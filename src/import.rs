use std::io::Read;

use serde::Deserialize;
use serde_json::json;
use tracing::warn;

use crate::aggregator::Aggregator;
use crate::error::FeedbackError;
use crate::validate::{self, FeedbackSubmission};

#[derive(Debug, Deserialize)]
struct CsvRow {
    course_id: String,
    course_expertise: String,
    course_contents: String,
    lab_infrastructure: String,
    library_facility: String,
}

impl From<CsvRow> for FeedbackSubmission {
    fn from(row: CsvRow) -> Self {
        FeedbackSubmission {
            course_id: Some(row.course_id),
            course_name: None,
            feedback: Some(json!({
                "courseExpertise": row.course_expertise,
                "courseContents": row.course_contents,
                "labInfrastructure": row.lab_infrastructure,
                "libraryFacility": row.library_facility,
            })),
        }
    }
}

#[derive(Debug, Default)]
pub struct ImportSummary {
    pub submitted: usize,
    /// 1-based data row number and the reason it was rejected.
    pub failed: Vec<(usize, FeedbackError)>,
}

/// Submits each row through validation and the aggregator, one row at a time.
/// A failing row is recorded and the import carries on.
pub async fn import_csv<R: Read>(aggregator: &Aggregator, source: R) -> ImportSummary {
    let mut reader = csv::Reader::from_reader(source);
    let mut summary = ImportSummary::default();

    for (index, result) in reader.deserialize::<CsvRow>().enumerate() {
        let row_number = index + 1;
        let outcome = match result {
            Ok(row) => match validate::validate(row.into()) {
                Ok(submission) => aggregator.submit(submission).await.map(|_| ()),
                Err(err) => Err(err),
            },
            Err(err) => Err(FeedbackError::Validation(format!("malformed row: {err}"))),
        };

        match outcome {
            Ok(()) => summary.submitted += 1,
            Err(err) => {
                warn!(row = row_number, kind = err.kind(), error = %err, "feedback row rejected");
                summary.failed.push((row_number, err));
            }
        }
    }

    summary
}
···
> Task: Go through the records above and return every line that holds the string "rejected".

> Solution for this task:
    /// 1-based data row number and the reason it was rejected.
                warn!(row = row_number, kind = err.kind(), error = %err, "feedback row rejected");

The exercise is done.